What is expected: Within the listing below, the lines to output run from the one containing "end of input." through the one containing "self.shutdown();"; copy them exactly and nothing else.

[Start of Attachment]

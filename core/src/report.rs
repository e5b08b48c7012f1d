use std::fs;
use std::io;
use std::path::PathBuf;

use selector::Report;

/// Keeps the strategy behind the latest move in a file, for tooling that
/// watches the bot from outside.
pub struct ReportFile {
    path: PathBuf,
}

impl ReportFile {
    pub fn new(path: PathBuf) -> Self {
        Self { path }
    }

    /// Replaces the file contents with the report's strategy name.
    pub fn record(&self, report: &Report) -> io::Result<()> {
        fs::write(&self.path, format!("{}\n", report.strategy))
    }
}
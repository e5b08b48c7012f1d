use std::path::PathBuf;
use std::time::Duration;

use clap::Parser;
use evaluation::EngineSettings;

#[derive(Parser, Debug)]
#[command(name = "Fickle")]
#[command(version = env!("CARGO_PKG_VERSION"))]
#[command(about = "UCI chess bot that alternates between best, worst, capturing and random moves")]
pub struct Args {
    /// UCI engine used to evaluate positions.
    #[arg(short, long)]
    pub engine: PathBuf,

    /// Argument passed to the engine on startup. Repeatable.
    #[arg(long = "engine-arg", allow_hyphen_values = true)]
    pub engine_args: Vec<String>,

    /// Engine option as NAME=VALUE, sent with setoption after startup. Repeatable.
    #[arg(long = "engine-option", value_parser = parse_engine_option)]
    pub engine_options: Vec<(String, String)>,

    /// Extra time allowed past each requested search before the engine is considered stuck.
    #[arg(long, default_value_t = 500)]
    pub eval_grace_ms: u64,

    /// Seed for reproducible strategy and move choices.
    #[arg(long)]
    pub seed: Option<u64>,

    /// Log UCI communication to a file for debugging.
    #[arg(short, long)]
    pub log_file: Option<PathBuf>,

    /// Write the strategy behind each move to this file.
    #[arg(short, long)]
    pub report_file: Option<PathBuf>,
}

impl Args {
    pub fn engine_settings(&self) -> EngineSettings {
        let mut settings = EngineSettings::new(&self.engine);
        settings.args = self.engine_args.clone();
        settings.options = self.engine_options.clone();
        settings.grace = Duration::from_millis(self.eval_grace_ms);
        settings
    }
}

fn parse_engine_option(s: &str) -> Result<(String, String), String> {
    let (name, value) = s
        .split_once('=')
        .ok_or_else(|| format!("expected NAME=VALUE, got '{}'", s))?;

    let name = name.trim();
    if name.is_empty() {
        return Err(format!("missing option name in '{}'", s));
    }

    Ok((name.to_string(), value.trim().to_string()))
}
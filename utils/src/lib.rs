mod moves;

pub use moves::{
    collect_legal_moves, has_check, has_legal_moves, is_capture, make_move, only_move,
    restrict_moves,
};
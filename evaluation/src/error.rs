use std::io;

use thiserror::Error;

#[derive(Debug, Error)]
pub enum EvaluationError {
    #[error("failed to start engine {path}: {source}")]
    Spawn {
        path: String,
        #[source]
        source: io::Error,
    },
    #[error("engine i/o failed: {0}")]
    Io(#[from] io::Error),
    #[error("engine exited or closed its output")]
    Disconnected,
    #[error("engine did not answer before the deadline")]
    Timeout,
    #[error("malformed engine output: {0}")]
    Malformed(String),
    #[error("engine session is closed")]
    Closed,
    #[error("evaluation time rounds down to zero milliseconds")]
    ZeroSlice,
}

impl EvaluationError {
    /// Errors that mean the engine process itself is gone.
    pub fn is_disconnect(&self) -> bool {
        matches!(self, EvaluationError::Io(_) | EvaluationError::Disconnected)
    }
}
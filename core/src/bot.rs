//! UCI application - handles the protocol and hands decisions to the bot worker.

use std::io::BufRead;
use std::sync::mpsc::{self, Sender};
use std::thread::{self, JoinHandle};

use log::{debug, warn};
use selector::{MoveSelector, SelectorConfig};
use uci::{Decoder, UciConnection, UciInput, UciOutput};

use crate::report::ReportFile;
use crate::worker::{BotCommand, BotWorker};

const BOT_NAME: &str = "Fickle";
const BOT_VERSION: &str = env!("CARGO_PKG_VERSION");
const BOT_AUTHOR: &str = "Fickle contributors";

pub struct Fickle {
    config: SelectorConfig,
    cmd_tx: Sender<BotCommand>,
    output: Sender<UciOutput>,
    worker_handle: JoinHandle<()>,
}

impl Fickle {
    /// Starts the worker thread that owns `selector`.
    pub fn new(
        config: SelectorConfig,
        selector: MoveSelector,
        report_file: Option<ReportFile>,
    ) -> Self {
        let (cmd_tx, cmd_rx) = mpsc::channel();

        let uci = UciConnection::new();
        let output = uci.output_sender();

        let worker = BotWorker::new(selector, cmd_rx, output.clone(), report_file);
        let worker_handle = thread::spawn(move || worker.run());

        Self {
            config,
            cmd_tx,
            output,
            worker_handle,
        }
    }

    /// Runs the UCI protocol loop until quit or end of input.
    pub fn run(mut self) -> Result<(), Box<dyn std::error::Error>> {
        let decoder = Decoder::new();
        let stdin = std::io::stdin();

        for line in stdin.lock().lines() {
            let line = line?;
            debug!("Input: {:?}", line.trim());

            let input = decoder.decode(line.trim());
            if !self.handle(input) {
                break;
            }
        }

        self.shutdown();
        Ok(())
    }

    /// Handles a single UCI input. Returns false if we should quit.
    fn handle(&mut self, input: UciInput) -> bool {
        match input {
            UciInput::Uci => {
                let _ = self
                    .output
                    .send(UciOutput::IdName(format!("{} {}", BOT_NAME, BOT_VERSION)));
                let _ = self.output.send(UciOutput::IdAuthor(BOT_AUTHOR.to_string()));
                let _ = self.config.to_uci(&self.output);
                let _ = self.output.send(UciOutput::UciOk);
            }
            UciInput::Debug(on) => debug!("Debug mode {}", if on { "on" } else { "off" }),
            UciInput::IsReady => {
                let _ = self.output.send(UciOutput::ReadyOk);
            }
            UciInput::SetOption { name, value } => {
                if let Err(e) = self.config.update_from_uci(&name, &value) {
                    warn!("Option setting failed: {}", e);
                    let _ = self
                        .output
                        .send(UciOutput::InfoString(format!("error: {}", e)));
                } else {
                    debug!("Set option '{}' to '{}'", name, value);
                    let _ = self
                        .cmd_tx
                        .send(BotCommand::Configure(Box::new(self.config.clone())));
                }
            }
            UciInput::UciNewGame => {
                let _ = self.cmd_tx.send(BotCommand::NewGame);
            }
            UciInput::Position(board) => {
                let _ = self.cmd_tx.send(BotCommand::SetPosition(*board));
            }
            UciInput::Go(params) => {
                let _ = self.cmd_tx.send(BotCommand::Go(params));
            }
            // A selection runs to completion; its move is still sent.
            UciInput::Stop => debug!("Stop received"),
            UciInput::Quit => return false,
            UciInput::Unknown(line) if line.starts_with("position") => {
                warn!("Rejected position, keeping the previous board: {}", line);
                let _ = self.output.send(UciOutput::InfoString(format!(
                    "error: invalid position command: {}",
                    line
                )));
            }
            UciInput::Unknown(line) => debug!("Unknown command: {}", line),
        }
        true
    }

    fn shutdown(self) {
        let _ = self.cmd_tx.send(BotCommand::Quit);
        let _ = self.worker_handle.join();
    }
}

[End of Attachment]

Task answer:
    /// Runs the UCI protocol loop until quit or end of input.
    pub fn run(mut self) -> Result<(), Box<dyn std::error::Error>> {
        let decoder = Decoder::new();
        let stdin = std::io::stdin();

        for line in stdin.lock().lines() {
            let line = line?;
            debug!("Input: {:?}", line.trim());

            let input = decoder.decode(line.trim());
            if !self.handle(input) {
                break;
            }
        }

        self.shutdown();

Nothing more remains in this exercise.